Contact with protein dooms traveling cancer cells

When TRAIL (Tumor Necrosis Factor Related Apoptosis-Inducing Ligand) proteins were added to flowing blood, which models forces, mixing, and other human-body conditions, there was a nearly 100 percent success rate in killing cancer cells. (Credit: NCI via Wikimedia Commons, font by Tyler Finck/FontSquirrel)

Attaching a cancer-killer protein to white blood cells annihilates metastasizing cancer cells traveling throughout the bloodstream, new research shows.

Metastasis is the spread of a cancer cells to other parts of the body. Surgery and radiation are effective at treating primary tumors, but difficulty in detecting metastatic cancer cells has made treatment of the spreading cancer problematic.

“These circulating cancer cells are doomed,” says Michael King, professor of biomedical engineering at Cornell University and the study’s senior author.

“About 90 percent of cancer deaths are related to metastases, but now we’ve found a way to dispatch an army of killer white blood cells that cause apoptosis—the cancer cell’s own death—obliterating them from the bloodstream. When surrounded by these guys, it becomes nearly impossible for the cancer cell to escape.”

[related]

For the new study published in Proceedings of the National Academy of Sciences, the researchers injected human blood samples, and later mice, with two proteins: E-selectin (an adhesive) and TRAIL (Tumor Necrosis Factor Related Apoptosis-Inducing Ligand).

The TRAIL protein joined together with the E-selectin protein stick to leukocytes—white blood cells—that are ubiquitous in the bloodstream.

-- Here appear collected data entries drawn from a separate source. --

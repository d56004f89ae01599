//! CLI Module
//!
//! Command-line interface for the Resviz simulation core. This is the
//! minimal native stand-in for the excluded browser presentation layer: it
//! subscribes to the sequencer like any other reader and renders snapshots
//! as text or JSON.

pub mod commands;

use clap::{Parser, Subcommand};
use std::path::PathBuf;

/// Resviz - plain vs. residual network degradation simulator
#[derive(Parser, Debug)]
#[command(name = "resviz")]
#[command(version, about, long_about = None)]
pub struct Cli {
    /// Enable verbose output
    #[arg(short, long, global = true)]
    pub verbose: bool,

    /// Path to a JSON simulation config file
    #[arg(short, long, global = true)]
    pub config: Option<PathBuf>,

    #[command(subcommand)]
    pub command: Option<Commands>,
}

#[derive(Subcommand, Debug)]
pub enum Commands {
    /// Run a timed simulation, printing each transition as it fires
    #[command(name = "run")]
    Run {
        /// Network depth (number of transformation blocks)
        #[arg(short, long, default_value_t = 3)]
        depth: u32,

        /// Override the tick interval in milliseconds
        #[arg(long)]
        tick_ms: Option<u64>,

        /// Emit each snapshot as a JSON line instead of formatted text
        #[arg(long)]
        json: bool,
    },

    /// Print the full degradation table for a depth, without timing
    #[command(name = "table")]
    Table {
        /// Network depth (number of transformation blocks)
        #[arg(short, long, default_value_t = 3)]
        depth: u32,

        /// Emit the table as JSON instead of formatted text
        #[arg(long)]
        json: bool,
    },
}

When a cancer cell comes into contact with TRAIL, which becomes unavoidable in the chaotic blood flow, the cancer cell essentially kills itself.

Surprising and unexpected

“The mechanism is surprising and unexpected in that this repurposing of white blood cells in flowing blood is more effective than directly targeting the cancer cells with liposomes or soluble protein,” the authors write.

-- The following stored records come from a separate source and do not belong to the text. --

//! CLI Command Implementations
//!
//! Implements the actual logic for each CLI command.

use log::info;
use serde_json::json;

use crate::config::SimulationConfig;
use crate::error::Result;
use crate::model::{comparison, lane_view, NetworkVariant};
use crate::sim::{RunState, Sequencer, SimulationSnapshot};

/// Run a timed simulation and print every transition until it completes.
pub async fn run(config: &SimulationConfig, depth: u32, json: bool) -> Result<()> {
    info!("Running comparison at depth {depth}");

    let mut sequencer = Sequencer::new(config.clone());
    let mut updates = sequencer.subscribe();
    sequencer.start(depth)?;

    if json {
        print_snapshot_json(&sequencer.snapshot())?;
    } else {
        println!(
            "Run {} started: depth {depth}, tick {}ms",
            sequencer.run_id(),
            config.tick_ms
        );
        print_snapshot(&sequencer.snapshot());
    }

    while updates.changed().await.is_ok() {
        let snapshot = *updates.borrow_and_update();
        if json {
            print_snapshot_json(&snapshot)?;
        } else {
            print_snapshot(&snapshot);
        }
        if snapshot.run_state == RunState::Idle {
            break;
        }
    }

    if !json {
        println!("Run complete.");
    }
    Ok(())
}

/// Print the degradation table for every block of both variants.
pub fn table(config: &SimulationConfig, depth: u32, json: bool) -> Result<()> {
    info!("Printing degradation table for depth {depth}");

    let depth = config.validate_depth(depth)?;

    if json {
        let lanes = comparison(depth + 1, depth);
        println!("{}", serde_json::to_string_pretty(&lanes)?);
        return Ok(());
    }

    for variant in NetworkVariant::all() {
        let lane = lane_view(variant, depth + 1, depth);
        println!("{variant} (depth {depth})");
        for block in &lane.blocks {
            println!("  block {:>2}: {}", block.index, block.degradation.css_filter());
        }
        println!("  output:   {}", lane.output.css_filter());
    }
    Ok(())
}

fn print_snapshot(snapshot: &SimulationSnapshot) {
    if snapshot.output_reached() {
        let [plain, residual] = comparison(snapshot.active_index, snapshot.depth);
        println!(
            "[{}/{}] final output  plain: {}  residual: {}",
            snapshot.active_index,
            snapshot.depth + 1,
            plain.output_css_filter(),
            residual.output_css_filter()
        );
        return;
    }

    if snapshot.active_index == 0 {
        println!("[0/{}] input ready, nothing processed", snapshot.depth + 1);
        return;
    }

    let index = snapshot.active_index;
    let plain = crate::model::degradation_for(NetworkVariant::Plain, index, snapshot.depth);
    let residual = crate::model::degradation_for(NetworkVariant::Residual, index, snapshot.depth);
    println!(
        "[{}/{}] block {index}  plain: {}  residual: {}",
        index,
        snapshot.depth + 1,
        plain.css_filter(),
        residual.css_filter()
    );
}

fn print_snapshot_json(snapshot: &SimulationSnapshot) -> Result<()> {
    let lanes = comparison(snapshot.active_index, snapshot.depth);
    let line = json!({
        "snapshot": snapshot,
        "lanes": lanes,
    });
    println!("{}", serde_json::to_string(&line)?);
    Ok(())
}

In the laboratory, King and colleagues tested the concept’s efficacy. When treating cancer cells with the proteins in saline, they found a 60 percent success rate in killing the cancer cells.

In normal laboratory conditions, the saline lacks white blood cells to serve as a carrier for the adhesive and killer proteins. Once the proteins were added to flowing blood, which models forces, mixing, and other human-body conditions, however, the success rate in killing the cancer cells jumped to nearly 100 percent.

The National Cancer Institute (Physical Sciences-Oncology program) of the National Institutes of Health funded the research through Cornell’s Center for the Microenvironment and Metastasis.